Records from a data source:
===============

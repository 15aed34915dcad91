use disclosure_core::{CallSite, ListSelection};
use leptos::*;

use super::{change_notifier, ToggleController};
use crate::primitives::{bool_token, merge_layout_class};
use crate::{Button, ButtonVariant, Icon, IconName, IconSize};

#[derive(Clone, Copy)]
struct ListContext {
    selection: ListSelection,
    controller: Option<ToggleController<String>>,
}

impl ListContext {
    fn new(
        selection: ListSelection,
        value: Option<Signal<Vec<String>>>,
        default_value: Vec<String>,
        on_change: Option<Callback<(String, bool)>>,
        on_change_set: Option<Callback<Vec<String>>>,
    ) -> Self {
        let controller = CallSite::ListItem(selection).policy().map(|policy| {
            ToggleController::new(
                policy,
                value,
                default_value,
                change_notifier(on_change, on_change_set),
            )
        });
        Self {
            selection,
            controller,
        }
    }
}

fn group_role(selection: ListSelection) -> &'static str {
    match selection {
        ListSelection::None => "list",
        ListSelection::Radio => "radiogroup",
        ListSelection::Checkbox => "group",
    }
}

fn item_role(selection: ListSelection) -> &'static str {
    match selection {
        ListSelection::None => "listitem",
        ListSelection::Radio => "radio",
        ListSelection::Checkbox => "checkbox",
    }
}

#[component]
/// Vertical list whose [`ListItem`] rows may be radio- or checkbox-selectable.
pub fn ListGroup(
    #[prop(optional)] selection: ListSelection,
    #[prop(optional, into)] value: Option<Signal<Vec<String>>>,
    #[prop(optional)] default_value: Vec<String>,
    #[prop(optional)] on_change: Option<Callback<(String, bool)>>,
    #[prop(optional)] on_value_change: Option<Callback<Vec<String>>>,
    #[prop(optional, into)] aria_label: Option<String>,
    #[prop(optional)] layout_class: Option<&'static str>,
    children: Children,
) -> impl IntoView {
    if selection == ListSelection::None && value.is_some() {
        logging::warn!("ListGroup without selection ignores its `value` prop");
    }
    provide_context(ListContext::new(
        selection,
        value,
        default_value,
        on_change,
        on_value_change,
    ));

    view! {
        <div
            class=merge_layout_class("ui-list", layout_class)
            role=group_role(selection)
            aria-label=aria_label
            data-ui-primitive="true"
            data-ui-kind="list"
        >
            {children()}
        </div>
    }
}

#[component]
/// Row of a [`ListGroup`].
///
/// Selectable rows render as buttons carrying `role="radio"` or
/// `role="checkbox"` and `aria-checked`; plain rows render as list items.
pub fn ListItem(
    #[prop(into)] value: String,
    #[prop(optional, into)] description: Option<String>,
    #[prop(optional, into)] disabled: MaybeSignal<bool>,
    children: Children,
) -> impl IntoView {
    let context = use_context::<ListContext>();
    let selection = context
        .map(|context| context.selection)
        .unwrap_or_default();
    let description =
        description.map(|description| view! { <span data-ui-slot="description">{description}</span> });

    let Some(controller) = context.and_then(|context| context.controller) else {
        return view! {
            <div
                class="ui-list-item"
                role=item_role(selection)
                data-ui-kind="list-item"
                data-ui-value=value
            >
                <span data-ui-slot="label">{children()}</span>
                {description}
            </div>
        }
        .into_view();
    };

    let disabled = Signal::derive(move || disabled.get());
    let checked = {
        let value = value.clone();
        Signal::derive(move || controller.is_active(&value))
    };

    view! {
        <Button
            variant=ButtonVariant::Quiet
            layout_class="ui-list-item"
            role=item_role(selection)
            aria_checked=Signal::derive(move || bool_token(checked.get()).to_string())
            selected=checked
            disabled=disabled
            on_click=Callback::new(move |_| {
                controller.toggle_enabled(value.clone(), disabled.get_untracked());
            })
        >
            <span data-ui-slot="indicator" aria-hidden="true">
                {move || checked.get().then(|| view! { <Icon icon=IconName::Checkmark size=IconSize::Xs /> })}
            </span>
            <span data-ui-slot="label">{children()}</span>
            {description}
        </Button>
    }
    .into_view()
}

#[cfg(test)]
mod tests {
    use pretty_assertions::assert_eq;

    use super::*;
    use disclosure_core::ToggleSet;

    #[test]
    fn plain_lists_have_no_controller() {
        let runtime = create_runtime();
        let context = ListContext::new(ListSelection::None, None, vec!["a".to_string()], None, None);
        assert!(context.controller.is_none());
        assert_eq!(item_role(context.selection), "listitem");

        runtime.dispose();
    }

    #[test]
    fn radio_list_keeps_one_selection() {
        let runtime = create_runtime();
        let context = ListContext::new(ListSelection::Radio, None, Vec::new(), None, None);
        let controller = context.controller.expect("radio list is selectable");

        controller.toggle("inbox".to_string());
        controller.toggle("inbox".to_string());
        assert_eq!(controller.current_set(), ToggleSet::only("inbox".to_string()));
        controller.toggle("archive".to_string());
        assert_eq!(controller.current_set(), ToggleSet::only("archive".to_string()));
        assert_eq!(group_role(context.selection), "radiogroup");

        runtime.dispose();
    }

    #[test]
    fn checkbox_list_reports_changes_to_owner() {
        let runtime = create_runtime();
        let owner = create_rw_signal(vec!["a".to_string()]);
        let reports = create_rw_signal(Vec::new());
        let context = ListContext::new(
            ListSelection::Checkbox,
            Some(owner.into()),
            Vec::new(),
            Some(Callback::new(move |report: (String, bool)| {
                reports.update(|reports| reports.push(report));
            })),
            None,
        );
        let controller = context.controller.expect("checkbox list is selectable");

        controller.toggle("a".to_string());
        controller.toggle("b".to_string());
        assert_eq!(
            reports.get_untracked(),
            vec![("a".to_string(), false), ("b".to_string(), true)]
        );
        assert_eq!(controller.current_set(), ToggleSet::only("a".to_string()));

        runtime.dispose();
    }

    #[test]
    fn disabled_row_keeps_radio_selection() {
        let runtime = create_runtime();
        let owner = create_rw_signal(vec!["inbox".to_string()]);
        let context = ListContext::new(
            ListSelection::Radio,
            Some(owner.into()),
            Vec::new(),
            None,
            Some(Callback::new(move |next: Vec<String>| owner.set(next))),
        );
        let controller = context.controller.expect("radio list is selectable");

        assert!(controller.toggle_enabled("spam".to_string(), true).is_none());
        assert_eq!(owner.get_untracked(), vec!["inbox".to_string()]);

        controller.toggle_enabled("archive".to_string(), false);
        assert_eq!(owner.get_untracked(), vec!["archive".to_string()]);

        runtime.dispose();
    }
}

===============

== PROMPT ==
Reproduce each entry above exactly, keeping every character.

== ANSWER SECTION ==
repository 15aed34915dcad91
use disclosure_core::{CallSite, ListSelection};
use leptos::*;

use super::{change_notifier, ToggleController};
use crate::primitives::{bool_token, merge_layout_class};
use crate::{Button, ButtonVariant, Icon, IconName, IconSize};

#[derive(Clone, Copy)]
struct ListContext {
    selection: ListSelection,
    controller: Option<ToggleController<String>>,
}

impl ListContext {
    fn new(
        selection: ListSelection,
        value: Option<Signal<Vec<String>>>,
        default_value: Vec<String>,
        on_change: Option<Callback<(String, bool)>>,
        on_change_set: Option<Callback<Vec<String>>>,
    ) -> Self {
        let controller = CallSite::ListItem(selection).policy().map(|policy| {
            ToggleController::new(
                policy,
                value,
                default_value,
                change_notifier(on_change, on_change_set),
            )
        });
        Self {
            selection,
            controller,
        }
    }
}

fn group_role(selection: ListSelection) -> &'static str {
    match selection {
        ListSelection::None => "list",
        ListSelection::Radio => "radiogroup",
        ListSelection::Checkbox => "group",
    }
}

fn item_role(selection: ListSelection) -> &'static str {
    match selection {
        ListSelection::None => "listitem",
        ListSelection::Radio => "radio",
        ListSelection::Checkbox => "checkbox",
    }
}

#[component]
/// Vertical list whose [`ListItem`] rows may be radio- or checkbox-selectable.
pub fn ListGroup(
    #[prop(optional)] selection: ListSelection,
    #[prop(optional, into)] value: Option<Signal<Vec<String>>>,
    #[prop(optional)] default_value: Vec<String>,
    #[prop(optional)] on_change: Option<Callback<(String, bool)>>,
    #[prop(optional)] on_value_change: Option<Callback<Vec<String>>>,
    #[prop(optional, into)] aria_label: Option<String>,
    #[prop(optional)] layout_class: Option<&'static str>,
    children: Children,
) -> impl IntoView {
    if selection == ListSelection::None && value.is_some() {
        logging::warn!("ListGroup without selection ignores its `value` prop");
    }
    provide_context(ListContext::new(
        selection,
        value,
        default_value,
        on_change,
        on_value_change,
    ));

    view! {
        <div
            class=merge_layout_class("ui-list", layout_class)
            role=group_role(selection)
            aria-label=aria_label
            data-ui-primitive="true"
            data-ui-kind="list"
        >
            {children()}
        </div>
    }
}

#[component]
/// Row of a [`ListGroup`].
///
/// Selectable rows render as buttons carrying `role="radio"` or
/// `role="checkbox"` and `aria-checked`; plain rows render as list items.
pub fn ListItem(
    #[prop(into)] value: String,
    #[prop(optional, into)] description: Option<String>,
    #[prop(optional, into)] disabled: MaybeSignal<bool>,
    children: Children,
) -> impl IntoView {
    let context = use_context::<ListContext>();
    let selection = context
        .map(|context| context.selection)
        .unwrap_or_default();
    let description =
        description.map(|description| view! { <span data-ui-slot="description">{description}</span> });

    let Some(controller) = context.and_then(|context| context.controller) else {
        return view! {
            <div
                class="ui-list-item"
                role=item_role(selection)
                data-ui-kind="list-item"
                data-ui-value=value
            >
                <span data-ui-slot="label">{children()}</span>
                {description}
            </div>
        }
        .into_view();
    };

    let disabled = Signal::derive(move || disabled.get());
    let checked = {
        let value = value.clone();
        Signal::derive(move || controller.is_active(&value))
    };

    view! {
        <Button
            variant=ButtonVariant::Quiet
            layout_class="ui-list-item"
            role=item_role(selection)
            aria_checked=Signal::derive(move || bool_token(checked.get()).to_string())
            selected=checked
            disabled=disabled
            on_click=Callback::new(move |_| {
                controller.toggle_enabled(value.clone(), disabled.get_untracked());
            })
        >
            <span data-ui-slot="indicator" aria-hidden="true">
                {move || checked.get().then(|| view! { <Icon icon=IconName::Checkmark size=IconSize::Xs /> })}
            </span>
            <span data-ui-slot="label">{children()}</span>
            {description}
        </Button>
    }
    .into_view()
}

#[cfg(test)]
mod tests {
    use pretty_assertions::assert_eq;

    use super::*;
    use disclosure_core::ToggleSet;

    #[test]
    fn plain_lists_have_no_controller() {
        let runtime = create_runtime();
        let context = ListContext::new(ListSelection::None, None, vec!["a".to_string()], None, None);
        assert!(context.controller.is_none());
        assert_eq!(item_role(context.selection), "listitem");

        runtime.dispose();
    }

    #[test]
    fn radio_list_keeps_one_selection() {
        let runtime = create_runtime();
        let context = ListContext::new(ListSelection::Radio, None, Vec::new(), None, None);
        let controller = context.controller.expect("radio list is selectable");

        controller.toggle("inbox".to_string());
        controller.toggle("inbox".to_string());
        assert_eq!(controller.current_set(), ToggleSet::only("inbox".to_string()));
        controller.toggle("archive".to_string());
        assert_eq!(controller.current_set(), ToggleSet::only("archive".to_string()));
        assert_eq!(group_role(context.selection), "radiogroup");

        runtime.dispose();
    }

    #[test]
    fn checkbox_list_reports_changes_to_owner() {
        let runtime = create_runtime();
        let owner = create_rw_signal(vec!["a".to_string()]);
        let reports = create_rw_signal(Vec::new());
        let context = ListContext::new(
            ListSelection::Checkbox,
            Some(owner.into()),
            Vec::new(),
            Some(Callback::new(move |report: (String, bool)| {
                reports.update(|reports| reports.push(report));
            })),
            None,
        );
        let controller = context.controller.expect("checkbox list is selectable");

        controller.toggle("a".to_string());
        controller.toggle("b".to_string());
        assert_eq!(
            reports.get_untracked(),
            vec![("a".to_string(), false), ("b".to_string(), true)]
        );
        assert_eq!(controller.current_set(), ToggleSet::only("a".to_string()));

        runtime.dispose();
    }

    #[test]
    fn disabled_row_keeps_radio_selection() {
        let runtime = create_runtime();
        let owner = create_rw_signal(vec!["inbox".to_string()]);
        let context = ListContext::new(
            ListSelection::Radio,
            Some(owner.into()),
            Vec::new(),
            None,
            Some(Callback::new(move |next: Vec<String>| owner.set(next))),
        );
        let controller = context.controller.expect("radio list is selectable");

        assert!(controller.toggle_enabled("spam".to_string(), true).is_none());
        assert_eq!(owner.get_untracked(), vec!["inbox".to_string()]);

        controller.toggle_enabled("archive".to_string(), false);
        assert_eq!(owner.get_untracked(), vec!["archive".to_string()]);

        runtime.dispose();
    }
}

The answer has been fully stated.